Viena das alegrias da viúva

 Volksoper! – gritei a um rapaz que saía assim como eu da estação de Metrô. Ele apontou para uma estrutura arredondada à direita. Agradeci Danke! E para lá corri. Faltava um par de minutos para começar o Musical e eu temia que a decantada pontualidade alemã – ou austríaca, vá – me fechasse a porta do teatro na cara. Volksoper significa literalmente Ópera do Povo.

Viena teve sua porção de tristezas – guerras, preconceitos e as teorias de Freud que são tudo menos eufóricas. E de alegrias – e de tais alegrias Franz Lehar teve muita parte.
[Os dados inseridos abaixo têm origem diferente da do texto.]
use axum::http::StatusCode;
use axum::response::{IntoResponse, Response};
use tessera_core::error::CoreError;

use crate::engine::EngineError;
use crate::response::ApiResponse;

/// Application-level error type for HTTP handlers.
///
/// Wraps [`CoreError`] for domain errors and adds HTTP-specific variants.
/// Implements [`IntoResponse`] to produce the standard JSON envelope. User
/// visible messages never contain SQL text or internals; the `error_id` in
/// the envelope is the handle for log correlation.
#[derive(Debug, thiserror::Error)]
pub enum AppError {
    /// A domain-level error from `tessera_core`.
    #[error(transparent)]
    Core(#[from] CoreError),

    /// A database error from sqlx.
    #[error("Database error: {0}")]
    Database(#[from] sqlx::Error),

    /// A bad request with a human-readable message.
    #[error("Bad request: {0}")]
    BadRequest(String),

    /// An internal error with a human-readable message.
    #[error("Internal error: {0}")]
    InternalError(String),
}

/// Convenience type alias for handler return values.
pub type AppResult<T> = Result<T, AppError>;

impl From<EngineError> for AppError {
    fn from(err: EngineError) -> Self {
        match err {
            EngineError::Db(e) => AppError::Database(e),
            EngineError::Corrupt(msg) => AppError::InternalError(msg),
        }
    }
}

impl IntoResponse for AppError {
    fn into_response(self) -> Response {
        let (status, code, message) = match &self {
            // --- CoreError variants ---
            AppError::Core(core) => match core {
                CoreError::NotFound { entity, id } => (
                    StatusCode::NOT_FOUND,
                    "NOT_FOUND",
                    format!("{entity} with id {id} not found"),
                ),
                CoreError::Validation(msg) => {
                    (StatusCode::BAD_REQUEST, "VALIDATION_ERROR", msg.clone())
                }
                CoreError::Conflict(msg) => (StatusCode::CONFLICT, "CONFLICT", msg.clone()),
                CoreError::Internal(msg) => {
                    tracing::error!(error = %msg, "Internal core error");
                    (
                        StatusCode::INTERNAL_SERVER_ERROR,
                        "INTERNAL_ERROR",
                        "An internal error occurred".to_string(),
                    )
                }
            },

            // --- Database errors ---
            AppError::Database(err) => classify_sqlx_error(err),

            // --- HTTP-specific errors ---
            AppError::BadRequest(msg) => (StatusCode::BAD_REQUEST, "BAD_REQUEST", msg.clone()),
            AppError::InternalError(msg) => {
                tracing::error!(error = %msg, "Internal error");
                (
                    StatusCode::INTERNAL_SERVER_ERROR,
                    "INTERNAL_ERROR",
                    "An internal error occurred".to_string(),
                )
            }
        };

        let envelope = ApiResponse::error(code, message);
        tracing::debug!(error_id = %envelope.error_id, code, "Request failed");
        (status, axum::Json(envelope)).into_response()
    }
}

/// Classify a sqlx error into an HTTP status, error code, and message.
///
/// - `RowNotFound` maps to 404.
/// - Unique constraint violations map to 409.
/// - Foreign-key violations map to 400 `INVALID_REFERENCE`.
/// - Everything else maps to 500 with a sanitized message.
fn classify_sqlx_error(err: &sqlx::Error) -> (StatusCode, &'static str, String) {
    match tessera_db::error_kind(err) {
        tessera_db::DbErrorKind::NotFound => (
            StatusCode::NOT_FOUND,
            "NOT_FOUND",
            "Resource not found".to_string(),
        ),
        tessera_db::DbErrorKind::UniqueViolation => (
            StatusCode::CONFLICT,
            "CONFLICT",
            "Duplicate value violates a unique constraint".to_string(),
        ),
        tessera_db::DbErrorKind::ForeignKeyViolation => (
            StatusCode::BAD_REQUEST,
            "INVALID_REFERENCE",
            "Referenced entity does not exist".to_string(),
        ),
        _ => {
            tracing::error!(error = %err, "Database error");
            (
                StatusCode::INTERNAL_SERVER_ERROR,
                "INTERNAL_ERROR",
                "An internal error occurred".to_string(),
            )
        }
    }
}
//! QR payload codec.
//!
//! Payloads are plaintext JSON carrying the identity of the ticket they were
//! issued for. There is no signature; integrity is checked by matching the
//! decoded fields against the ticket row the scanner claims to present.

use serde::{Deserialize, Serialize};

use crate::codes::RejectCode;
use crate::types::{DbId, Timestamp};

/// Decoded QR payload.
///
/// Immutable after issuance: the bytes stored on the ticket row are the
/// source of truth and are never rewritten.
#[derive(Debug, Clone, PartialEq, Eq, Serialize, Deserialize)]
pub struct QrPayload {
    pub ticket_id: DbId,
    pub event_id: DbId,
    pub issued_at: Timestamp,
    pub version: String,
    pub algorithm: String,
}

/// Why a QR payload failed to decode.
#[derive(Debug, Clone, Copy, PartialEq, Eq, thiserror::Error)]
pub enum QrDecodeError {
    /// The bytes are not valid UTF-8 or not valid JSON at all.
    #[error("QR payload is not readable")]
    Corrupted,
    /// The bytes parse as JSON but do not have the expected shape.
    #[error("QR payload has an invalid format")]
    InvalidFormat,
}

impl QrDecodeError {
    /// The reject code this decode failure maps to on the wire.
    pub fn reject_code(self) -> RejectCode {
        match self {
            QrDecodeError::Corrupted => RejectCode::CorruptedQrCode,
            QrDecodeError::InvalidFormat => RejectCode::InvalidQrFormat,
        }
    }
}

/// Serialize a payload to the bytes stored on the ticket row.
pub fn encode(payload: &QrPayload) -> Vec<u8> {
    // QrPayload has no map keys that can fail to serialize.
    serde_json::to_vec(payload).expect("QR payload serialization cannot fail")
}

/// Decode stored payload bytes.
///
/// Distinguishes unreadable bytes ([`QrDecodeError::Corrupted`]) from
/// well-formed JSON of the wrong shape ([`QrDecodeError::InvalidFormat`]),
/// because the two map to different wire codes.
pub fn decode(bytes: &[u8]) -> Result<QrPayload, QrDecodeError> {
    let value: serde_json::Value =
        serde_json::from_slice(bytes).map_err(|_| QrDecodeError::Corrupted)?;
    serde_json::from_value(value).map_err(|_| QrDecodeError::InvalidFormat)
}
Alegrias que começavam em Viena e se espalhavam por teatros de Paris e Milão e chegavam ao Rio, aquele Rio da belle époque, da Avenida Central e da Confeitaria Colombo até hoje resistente. 
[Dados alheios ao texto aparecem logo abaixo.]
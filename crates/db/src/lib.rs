//! Persistence layer: connection pool, migrations, and repositories.
//!
//! Repositories expose typed operations over the `events`, `event_guests`,
//! `tickets`, and `scan_logs` tables. Operations that must run inside the
//! validation transaction take an executor so callers can pass `&mut *tx`.

use sqlx::postgres::PgPoolOptions;
use sqlx::Executor;

pub mod models;
pub mod repositories;

pub type DbPool = sqlx::PgPool;

/// Create a connection pool from a database URL.
///
/// `statement_timeout_ms` is applied to every pooled connection so a single
/// contended statement cannot hold a ticket row lock past its budget.
pub async fn create_pool(
    database_url: &str,
    statement_timeout_ms: u64,
) -> Result<DbPool, sqlx::Error> {
    PgPoolOptions::new()
        .max_connections(20)
        .after_connect(move |conn, _meta| {
            Box::pin(async move {
                conn.execute(format!("SET statement_timeout = {statement_timeout_ms}").as_str())
                    .await?;
                Ok(())
            })
        })
        .connect(database_url)
        .await
}

/// Verify the database is reachable.
pub async fn health_check(pool: &DbPool) -> Result<(), sqlx::Error> {
    sqlx::query_scalar::<_, i32>("SELECT 1").fetch_one(pool).await?;
    Ok(())
}

/// Apply pending migrations from `crates/db/migrations`.
pub async fn run_migrations(pool: &DbPool) -> Result<(), sqlx::migrate::MigrateError> {
    sqlx::migrate!("./migrations").run(pool).await
}

/// Coarse classification of database errors.
///
/// Drives the engine's failure mapping: unique violations on the scan log
/// surface as replay races, foreign-key violations as invalid references,
/// and transient failures are retried with backoff.
#[derive(Debug, Clone, Copy, PartialEq, Eq)]
pub enum DbErrorKind {
    /// Serialization failure, deadlock, or a lost connection. Retryable.
    Transient,
    UniqueViolation,
    ForeignKeyViolation,
    NotFound,
    Other,
}

/// Classify a sqlx error by SQLSTATE and error shape.
pub fn error_kind(err: &sqlx::Error) -> DbErrorKind {
    match err {
        sqlx::Error::RowNotFound => DbErrorKind::NotFound,
        sqlx::Error::Database(db_err) => match db_err.code().as_deref() {
            // unique_violation
            Some("23505") => DbErrorKind::UniqueViolation,
            // foreign_key_violation
            Some("23503") => DbErrorKind::ForeignKeyViolation,
            // serialization_failure, deadlock_detected
            Some("40001") | Some("40P01") => DbErrorKind::Transient,
            _ => DbErrorKind::Other,
        },
        sqlx::Error::Io(_) | sqlx::Error::PoolTimedOut => DbErrorKind::Transient,
        _ => DbErrorKind::Other,
    }
}
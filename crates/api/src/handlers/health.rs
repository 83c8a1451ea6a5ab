//! Component health endpoints.
//!
//! Each component health pings the database so a green answer means the
//! component could actually serve a request, not just that the process is up.

use axum::extract::State;
use axum::response::IntoResponse;
use axum::Json;
use serde::Serialize;

use crate::error::AppResult;
use crate::response::ApiResponse;
use crate::state::AppState;

#[derive(Debug, Serialize)]
pub struct HealthStatus {
    pub status: &'static str,
    pub component: &'static str,
    pub database: &'static str,
}

async fn component_health(state: &AppState, component: &'static str) -> AppResult<HealthStatus> {
    tessera_db::health_check(&state.pool).await?;
    Ok(HealthStatus {
        status: "ok",
        component,
        database: "reachable",
    })
}

/// GET /health — process liveness, no dependencies.
pub async fn live() -> impl IntoResponse {
    Json(ApiResponse::ok(HealthStatus {
        status: "ok",
        component: "api",
        database: "not checked",
    }))
}

/// GET /internal/validation/health
pub async fn validation(State(state): State<AppState>) -> AppResult<impl IntoResponse> {
    Ok(Json(ApiResponse::ok(component_health(&state, "validation").await?)))
}

/// GET /internal/events/health
pub async fn events(State(state): State<AppState>) -> AppResult<impl IntoResponse> {
    Ok(Json(ApiResponse::ok(component_health(&state, "events").await?)))
}

/// GET /internal/tickets/health
pub async fn tickets(State(state): State<AppState>) -> AppResult<impl IntoResponse> {
    Ok(Json(ApiResponse::ok(component_health(&state, "tickets").await?)))
}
Em 1905 esse compositor austríaco inventou uma história [maluca, como toda boa comédia] de uma viúva enriquecida que se mudara para Paris. O governo de seu pequeno país, temeroso que ela se casasse com um francês e levasse toda sua fortuna para o exterior, encarrega um conhecido bon vivant, o Conde Danilo, para conquista-la e assim manter a fortuna onde estava. Esse é o enredo de A Viúva Alagre [die lustige Witwe].
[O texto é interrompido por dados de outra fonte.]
//! Handlers for event provisioning, guest registration, ticket issuance,
//! and the event-level scannability probe.

use axum::extract::{Path, State};
use axum::response::IntoResponse;
use axum::Json;
use serde::Serialize;
use tessera_core::codes::RejectCode;
use tessera_core::error::CoreError;
use tessera_core::policy::{minute_of_day, TimeWindow};
use tessera_core::qr::{self, QrPayload};
use tessera_core::state::EventState;
use tessera_core::types::DbId;
use tessera_db::models::event::CreateEvent;
use tessera_db::models::event_guest::CreateEventGuest;
use tessera_db::models::ticket::IssueTicket;
use tessera_db::repositories::{EventGuestRepo, EventRepo, TicketRepo};

use crate::error::{AppError, AppResult};
use crate::response::ApiResponse;
use crate::state::AppState;

// ---------------------------------------------------------------------------
// Events
// ---------------------------------------------------------------------------

/// POST /internal/events
///
/// Create a draft event. Publishing is a separate, explicit step.
pub async fn create_event(
    State(state): State<AppState>,
    Json(input): Json<CreateEvent>,
) -> AppResult<impl IntoResponse> {
    if input.title.trim().is_empty() {
        return Err(AppError::BadRequest("title must not be empty".into()));
    }
    if input.starts_at > input.ends_at {
        return Err(AppError::BadRequest("starts_at must not be after ends_at".into()));
    }
    if let Some(max) = input.max_attendees {
        if max < 0 {
            return Err(AppError::BadRequest("max_attendees must not be negative".into()));
        }
    }
    for minute in [input.window_start_minute, input.window_end_minute].into_iter().flatten() {
        if !(0..=1439).contains(&minute) {
            return Err(AppError::BadRequest(
                "time window minutes must be within 0..=1439".into(),
            ));
        }
    }

    let event = EventRepo::create(&state.pool, &input).await?;
    tracing::info!(event_id = event.id, title = %event.title, "Event created");
    Ok(Json(ApiResponse::ok(event)))
}

/// GET /internal/events/{event_id}
pub async fn get_event(
    State(state): State<AppState>,
    Path(event_id): Path<DbId>,
) -> AppResult<impl IntoResponse> {
    let event = EventRepo::find_by_id(&state.pool, event_id)
        .await?
        .ok_or(CoreError::NotFound {
            entity: "event",
            id: event_id,
        })?;
    Ok(Json(ApiResponse::ok(event)))
}

/// POST /internal/events/{event_id}/publish
///
/// Move a draft event to active. Publishing twice is a conflict.
pub async fn publish_event(
    State(state): State<AppState>,
    Path(event_id): Path<DbId>,
) -> AppResult<impl IntoResponse> {
    EventRepo::find_by_id(&state.pool, event_id)
        .await?
        .ok_or(CoreError::NotFound {
            entity: "event",
            id: event_id,
        })?;

    let published = EventRepo::publish(&state.pool, event_id).await?;
    if !published {
        return Err(CoreError::Conflict("event is not in draft".into()).into());
    }

    tracing::info!(event_id, "Event published");
    let event = EventRepo::find_by_id(&state.pool, event_id)
        .await?
        .ok_or_else(|| AppError::InternalError("published event disappeared".into()))?;
    Ok(Json(ApiResponse::ok(event)))
}

/// Payload of the event scannability probe.
#[derive(Debug, Serialize)]
pub struct EventProbe {
    pub event_id: DbId,
    pub scannable: bool,
    #[serde(skip_serializing_if = "Option::is_none")]
    pub code: Option<String>,
}

/// GET /internal/events/{event_id}/validate
///
/// Event-level preflight: answers whether a scan could possibly admit right
/// now, using the same event rules (and codes) as the policy evaluator.
pub async fn validate_event(
    State(state): State<AppState>,
    Path(event_id): Path<DbId>,
) -> AppResult<impl IntoResponse> {
    let event = EventRepo::find_by_id(&state.pool, event_id)
        .await?
        .ok_or(CoreError::NotFound {
            entity: "event",
            id: event_id,
        })?;
    let event_state = event
        .state()
        .ok_or_else(|| AppError::InternalError(format!("event {event_id} has unknown status")))?;

    let now = chrono::Utc::now();
    let code = if event_state == EventState::Cancelled {
        Some(RejectCode::EventCancelled)
    } else if event_state != EventState::Active {
        Some(RejectCode::EventNotActive)
    } else if now < event.starts_at {
        Some(RejectCode::EventNotStarted)
    } else if now > event.ends_at {
        Some(RejectCode::EventEnded)
    } else {
        let window = TimeWindow {
            start_minute: event.window_start_minute,
            end_minute: event.window_end_minute,
        };
        let restricted = (event.window_start_minute.is_some()
            || event.window_end_minute.is_some())
            && !window.contains(minute_of_day(now));
        restricted.then_some(RejectCode::TimeRestriction)
    };

    Ok(Json(ApiResponse::ok(EventProbe {
        event_id,
        scannable: code.is_none(),
        code: code.map(|c| c.as_str().to_string()),
    })))
}

// ---------------------------------------------------------------------------
// Guests and ticket issuance
// ---------------------------------------------------------------------------

/// POST /internal/events/{event_id}/guests
pub async fn create_guest(
    State(state): State<AppState>,
    Path(event_id): Path<DbId>,
    Json(input): Json<CreateEventGuest>,
) -> AppResult<impl IntoResponse> {
    if input.guest_name.trim().is_empty() {
        return Err(AppError::BadRequest("guest_name must not be empty".into()));
    }
    if input.invitation_code.trim().is_empty() {
        return Err(AppError::BadRequest("invitation_code must not be empty".into()));
    }

    EventRepo::find_by_id(&state.pool, event_id)
        .await?
        .ok_or(CoreError::NotFound {
            entity: "event",
            id: event_id,
        })?;

    // Duplicate invitation codes surface as 409 via the unique constraint.
    let guest = EventGuestRepo::create(&state.pool, event_id, &input).await?;
    Ok(Json(ApiResponse::ok(guest)))
}

/// POST /internal/guests/{guest_id}/tickets
///
/// Issue a ticket to a guest: generates the unique ticket code and the QR
/// payload carrying the ticket's identity.
pub async fn issue_ticket(
    State(state): State<AppState>,
    Path(guest_id): Path<DbId>,
    Json(input): Json<IssueTicket>,
) -> AppResult<impl IntoResponse> {
    let max_scans = input.max_scans.unwrap_or(1);
    if max_scans < 1 {
        return Err(AppError::BadRequest("max_scans must be at least 1".into()));
    }

    let guest = EventGuestRepo::find_by_id(&state.pool, guest_id)
        .await?
        .ok_or(CoreError::NotFound {
            entity: "event_guest",
            id: guest_id,
        })?;

    let ticket_code = format!("TKT-{}", uuid::Uuid::new_v4());
    let ticket = TicketRepo::issue(&state.pool, guest.id, &ticket_code, None, max_scans).await?;

    // The payload needs the generated ticket id, so it is attached right
    // after the insert. The column is write-once.
    let payload = qr::encode(&QrPayload {
        ticket_id: ticket.id,
        event_id: guest.event_id,
        issued_at: ticket.created_at,
        version: "v1".to_string(),
        algorithm: "plain".to_string(),
    });
    TicketRepo::attach_qr_payload(&state.pool, ticket.id, &payload).await?;

    let ticket = TicketRepo::find_by_id(&state.pool, ticket.id)
        .await?
        .ok_or_else(|| AppError::InternalError("issued ticket disappeared".into()))?;

    tracing::info!(
        ticket_id = ticket.id,
        guest_id,
        event_id = guest.event_id,
        "Ticket issued",
    );
    Ok(Json(ApiResponse::ok(ticket)))
}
Nada mais próximo do Brasil, apesar das aparências. Arthur Azevedo, irmão de Aloísio autor de O Cortiço, traduziu-a para português logo depois. Senti-me em casa. Principalmente quando o espetáculo atrasou minutos preciosos para que eu não o perdesse. Não se faz mais pontualidade germânica como antigamente. Ou nunca se fez, vá saber.